There are a number of ways to alter the appearance of vitiligo without addressing its underlying cause. In mild cases, vitiligo patches can be hidden with makeup or other cosmetic camouflage solutions. If the affected person is pale-skinned, the patches can be made less visible by avoiding sunlight and the sun tanning of unaffected skin. However, exposure to sunlight may also cause the melanocytes to regenerate to allow the pigmentation to come back to its original color.
Home UVB narrowband phototherapy is a very common a approach that treats vitiligo. The exposure to a UVB light comes from a small UVB narrowband lamp that gives a specific wavelength of only 311-313 nanometer. The power of the lamp is very low and there is no heat. The success rate is very high in children and in adults when the spots are on the face and neck. Exposure times vary; treatment frequency ranges from two to three times per week with a gradual increase in exposure every subsequent session.
The source for the UVB narrowband UVB light can be kind of a fluorescent lamps that treat large areas in a few minutes or high power fiber-optic devices in a fraction of a second, in a clinic.
Long-wave ultraviolet (UVA) light from UVA lamps, with Psoralen, called "PUVA", is given in clinics. It helps in most of the cases. Psoralen can be taken in a pill 1–2 hours before the exposure or as a Psoralen soaking of the area ½ hour before the exposure.
Lately, UVB narrowband replaces PUVA since this treatment does not involve Psoralen since the effect of the UVB narrowband lamp is sufficient.
The traditional treatment (if any) given by most dermatologists is corticosteroid cream.
Studies have also shown that immunomodulator creams such as Protopic and Elidel also cause repigmentation in some cases, when used with UVB narrowband treatments.
In late October 2004, doctors successfully transplanted melanocytes to vitiligo affected areas, effectively repigmenting the region. The procedure involved taking a thin layer of pigmented skin from the patient's gluteal region. Melanocytes were then separated out and used to make a cellular suspension. The area to be treated was then ablated with a medical laser, and the melanocyte graft applied. Three weeks later, the area was exposed to UV light repeatedly for two months. Between 73 and 84 percent of patients experienced nearly complete repigmentation of their skin. The longevity of the repigmentation differed from person to person. In the 1980s, dermatology professor Aaron B. Lerner had pioneered a skin transplantation therapy for vitiligo.
In early 2008 scientists at King's College London discovered that piperine, a chemical derived from black pepper, can shorten the repigmentation process in skin and reduce the UVB exposures, produces a longer lasting and more even pigmentation.
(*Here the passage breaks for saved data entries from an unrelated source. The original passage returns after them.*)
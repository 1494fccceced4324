use glam::DVec2;

use super::solver::{relative_velocity, ContactPoint};
use crate::{core::body::Body, utils::math::Vec2Ext};

/// Tangential impulse for one contact point, clamped to the Coulomb cone.
///
/// The accumulated tangent impulse never exceeds `friction` times the point's
/// accumulated normal impulse in magnitude.
pub fn apply_coulomb_friction(
    body_a: &mut Body,
    body_b: &mut Body,
    point: &mut ContactPoint,
    normal: DVec2,
    friction: f64,
) {
    let tangent = normal.cross_scalar(1.0);
    let dv = relative_velocity(body_a, body_b, point.r_a, point.r_b);
    let vt = dv.dot(tangent);

    let dpt = point.mass_tangent * -vt;
    let max_friction = (friction * point.normal_impulse).max(0.0);

    let previous = point.tangent_impulse;
    point.tangent_impulse = (previous + dpt).clamp(-max_friction, max_friction);
    let dpt = point.tangent_impulse - previous;

    let impulse = tangent * dpt;
    body_a.apply_impulse(-impulse, point.r_a);
    body_b.apply_impulse(impulse, point.r_b);
}
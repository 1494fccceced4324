//! Core types describing bodies, their outlines, and how they are constructed.

pub mod body;
pub mod factory;
pub mod shape;
pub mod types;

pub use body::{Body, BodyError, BodyKind, SpeedLimits};
pub use factory::{BodyBlueprint, BodyParams, NameGenerator, ShapeSpec};
pub use shape::{Circle, ConvexPolygon, Shape, ShapeGeometry};
pub use types::{Aabb, MassProperties, Material};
A limited 2003 study in India of 25 patients with limited and slow-spreading vitiligo given orally-taken Ginkgo biloba found it to be "fairly effective therapy for arresting the progression of the disease". A 2008 review of natural health products found studies to generally be of poor quality but concluded that L-phenylalanine used with phototherapy, and oral Ginkgo biloba as monotherapy showed promise.